Titaya Timrerk is back and hasn’t missed a beat


The closing of Titaya’s around Christmas 2012 led to something of a Thai food diaspora in Austin, with the restaurant’s legions of devoted customers left to wander the city in search of a Plan B.

A sign taped to the restaurant’s door that winter indicated the closure for renovations would last a few months. But as the months stretched into a year, speculation mounted, and people wondered if the restaurant would ever return.

After a few false starts (and some misdirection by an apparently unauthorized Facebook page), Titaya’s reopened the first week of February. During the 13-month hiatus, the space transformed from a decidedly ’80s aesthetic with colorful geometric floor tiles and glass-topped tables covered with Eastern textiles to a bright, modern space with exposed white brick walls, wooden tables and chairs, a new bar area and colorful panels hanging from the ceiling.

The dining room didn’t get much added space, so there are tables situated closely together, cafeteria-style, in the middle of the booth-lined room. The waiting area, which feels like a holding pen at peak hours, remains a narrow corridor of musical chairs.

Titaya Timrerk’s brother, Ek, the former chef at Spin Modern Thai who now operates Kin & Comfort (see accompanying review), added a few new dishes to the expansive menu, but the mission has remained the same since Titaya opened the restaurant in late 2005 with the help of her brother and mother, Kanjana Timrerk.

“Everything has to taste authentic, and the food has got to be spicy,” the soft-spoken Titaya Timrerk said, repeating a mantra she learned from her mother.
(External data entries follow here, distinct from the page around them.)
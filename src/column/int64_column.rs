use std::sync::Arc;

use crate::column::common::{gather_values, BitMask};
use crate::error::{Error, Result};

/// Int64型の列を表す構造体
#[derive(Debug, Clone)]
pub struct Int64Column {
    pub(crate) data: Arc<[i64]>,
    pub(crate) null_mask: Option<BitMask>,
}

impl Int64Column {
    /// 新しいInt64Columnを作成する
    pub fn new(data: Vec<i64>) -> Self {
        Self {
            data: data.into(),
            null_mask: None,
        }
    }

    /// NULL値を含むInt64Columnを作成する
    pub fn with_nulls(data: Vec<i64>, nulls: Vec<bool>) -> Self {
        Self {
            data: data.into(),
            null_mask: BitMask::from_nulls(&nulls),
        }
    }

    /// Build from optional values; `None` becomes a null slot
    pub fn from_options(values: Vec<Option<i64>>) -> Self {
        let nulls: Vec<bool> = values.iter().map(Option::is_none).collect();
        let data: Vec<i64> = values.into_iter().map(|v| v.unwrap_or_default()).collect();
        Self::with_nulls(data, nulls)
    }

    pub fn len(&self) -> usize {
        self.data.len()
    }

    pub fn is_empty(&self) -> bool {
        self.data.is_empty()
    }

    /// インデックスでデータを取得する
    pub fn get(&self, index: usize) -> Result<Option<i64>> {
        if index >= self.data.len() {
            return Err(Error::IndexOutOfBounds {
                index,
                size: self.data.len(),
            });
        }

        if self.is_null(index) {
            return Ok(None);
        }

        Ok(Some(self.data[index]))
    }

    pub fn is_null(&self, index: usize) -> bool {
        self.null_mask
            .as_ref()
            .map(|mask| mask.is_set(index))
            .unwrap_or(false)
    }

    /// Raw storage, null slots hold `0`
    pub fn values(&self) -> &[i64] {
        &self.data
    }

    pub fn iter(&self) -> impl Iterator<Item = Option<i64>> + '_ {
        (0..self.data.len()).map(move |i| {
            if self.is_null(i) {
                None
            } else {
                Some(self.data[i])
            }
        })
    }

    /// データの合計を計算する（NULL値を除く）
    pub fn sum(&self) -> i64 {
        self.iter().flatten().sum()
    }

    pub(crate) fn gather(&self, indices: &[Option<usize>]) -> Self {
        let (data, null_mask) = gather_values(&self.data, self.null_mask.as_ref(), indices);
        Self {
            data: data.into(),
            null_mask,
        }
    }
}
Kanjana Timrerk works the front of house now, with Prakit Napapongsuriya serving as the restaurant’s head chef alongside Titaya, but you can taste the matriarch’s influence in a steaming bowl of jungle curry ($10.95). Her galangal-infused “Mom’s curry,” which has the floral breeze of lemongrass and hum of dried chilies, serves as the base for a fragrant broth packed with mushrooms, eggplant and green beans. Green peppercorn strands and broad basil leaves float on top, serving as a culinary seesaw to tip the dish toward added heat or an herbal cool.

Titaya’s imported a few of Ek’s dishes from Spin, like the refreshing larb sake ($9.95), a beautiful dish of cubed raw salmon tinged with chili and garlic and served with sliced tomatillos and halved grapes in a vinaigrette sweetened with palm sugar. I think the brisket fettuccine ($10.95) may have also been Ek’s creation. But the panang curry lacked depth of flavor, the noodles were limp and the brisket was tough in the dish intended to serve as Thai comfort food.

The “first bites” section of the menu is highlighted by a dish of crunchy and juicy fried chicken wings ($7.95) served beneath a scattered haystack of fried lemongrass, and succulent charred pork skewers ($6.95) served with a vinegary sauce that balanced the sweet, rich meat.

Tender squid, pliant mussels and tangy shrimp elevated a basic salad of greens, red onions and cherry tomatoes in the refreshing Yum Ta-Lay ($12.95). Greens spritzed with an orange oil dressing cut the savory flavors of pork loin sautéed with garlic and peppercorn ($11.95) in a dish that found a harmonious balance of salt and sweet.

Longtime fans of Titaya’s will recognize several of the former specials, including the fiery fried catfish hunks and crisp peppers of the mouth-singeing pad cha ($13.95), and the noodle and stir-fry sections feature a roster of Thai classics.

Pad Kee Mao with ground pork ($8.50) balanced acid, crunch, heat, sweetness and earth in a dish of flat noodles weaving their way around a tumult of tomatoes, bell peppers, Thai chilies, onions and mushrooms. The Pad Thai ($8.50) could have used some of that complexity, or at least a few more wedges of lime or pickled radish to bring more acid to a dish that tasted like stir-fried noodles tossed in peanut butter and sprinkled with nuts.

The sweetness was more welcome in a fantastic dessert of sticky rice with mango ($5.50), the bright school-bus-yellow ripe fruit feathered across a soft brick of rice glistening with the sheen of coconut milk. Our server delivered the dish with a calm smile despite the alarm triggered by a brief kitchen fire.

Working in a fast-paced restaurant where space is at a premium requires a server with a keen sense of timing and the ability to personably impart knowledge while not dallying. Each of my recent visits to Titaya’s introduced me to servers who struck that balance in unique ways. They stayed on their toes while not appearing harried, a tough balance to strike, especially with a group of hungry regulars waiting in the wings.